On 10/21/21 15:45, Bryn Llewellyn wrote:
>> /Adrian Klaver wrote:/
>>
>>> /Bryn wrote:/
>>>
> Thanks, too, to David Johnston for your reply. Yes, I see now that the
> "10.1. Overview" page that starts the "Type Conversion" chapter does
> have lots of inflexions of the verb "prefer". And close to one of these
> there's a link to "Table 52.63" on the "52.62. pg_type" page. But I
> failed to spot that.
>
> You said "implicit casting to text is bad". Yes, all implicit casting
> is, at best, potentially confusing for human code readers. I aim
> religiously to avoid this and always aim to use an explicit typecast
> instead.
This was explicitly dealt with in the Postgres 8.3 release:
https://www.postgresql.org/docs/8.3/release-8-3.html
E.24.2.1. General
Non-character data types are no longer automatically cast to TEXT
(Peter, Tom)
>
> And this brings me to what started me on this path today. "\df to_char"

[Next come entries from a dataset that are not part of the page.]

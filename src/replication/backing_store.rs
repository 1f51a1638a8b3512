//! The slow source of truth consulted when every replica misses.

use crate::error::Result;
use async_trait::async_trait;
use bytes::Bytes;
use dashmap::DashMap;
use std::fmt::Debug;
use std::sync::atomic::{AtomicU64, Ordering};
use std::time::Duration;

/// External store read on a full cache miss.
///
/// The coordinator bounds every call with a timeout and treats both a
/// timeout and an error as "not found".
#[async_trait]
pub trait BackingStore: Send + Sync + Debug + 'static {
    /// Read a key. `Ok(None)` means the store has no value for it.
    async fn read(&self, key: &str) -> Result<Option<Bytes>>;
}

/// In-memory backing store with an optional artificial latency.
#[derive(Debug, Default)]
pub struct MemoryBackingStore {
    data: DashMap<String, Bytes>,
    latency: Option<Duration>,
    reads: AtomicU64,
}

impl MemoryBackingStore {
    pub fn new() -> Self {
        Self::default()
    }

    /// Delay every read by `latency`.
    pub fn with_latency(mut self, latency: Duration) -> Self {
        self.latency = Some(latency);
        self
    }

    pub fn insert(&self, key: impl Into<String>, value: impl Into<Bytes>) {
        self.data.insert(key.into(), value.into());
    }

    pub fn remove(&self, key: &str) -> Option<Bytes> {
        self.data.remove(key).map(|(_, value)| value)
    }

    /// Number of reads served so far, including ones that found nothing.
    pub fn read_count(&self) -> u64 {
        self.reads.load(Ordering::Relaxed)
    }
}

#[async_trait]
impl BackingStore for MemoryBackingStore {
    async fn read(&self, key: &str) -> Result<Option<Bytes>> {
        self.reads.fetch_add(1, Ordering::Relaxed);
        if let Some(latency) = self.latency {
            tokio::time::sleep(latency).await;
        }
        Ok(self.data.get(key).map(|entry| entry.value().clone()))
    }
}

#[cfg(test)]
mod tests {
    use super::*;

    #[tokio::test]
    async fn test_memory_backing_store() {
        let store = MemoryBackingStore::new();
        store.insert("user1", "Alice");

        assert_eq!(store.read("user1").await.unwrap(), Some(Bytes::from("Alice")));
        assert_eq!(store.read("user2").await.unwrap(), None);
        assert_eq!(store.read_count(), 2);

        assert_eq!(store.remove("user1"), Some(Bytes::from("Alice")));
        assert_eq!(store.read("user1").await.unwrap(), None);
    }
}
//! Cluster membership and liveness.

pub mod events;
pub mod membership;

pub use events::{ChannelEventListener, LoggingEventListener, MemberEvent, MemberEventListener};
pub use membership::{Membership, Replica};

> shows that while it has overloads for both plain "timestamp" and
> "timestamptz" date-time inputs, it has no "date" overload. Here's a
That is because:
https://www.postgresql.org/docs/14/functions-formatting.html
to_char ( timestamp, text ) → text
to_char ( timestamp with time zone, text ) → text
Converts time stamp to string according to the given format.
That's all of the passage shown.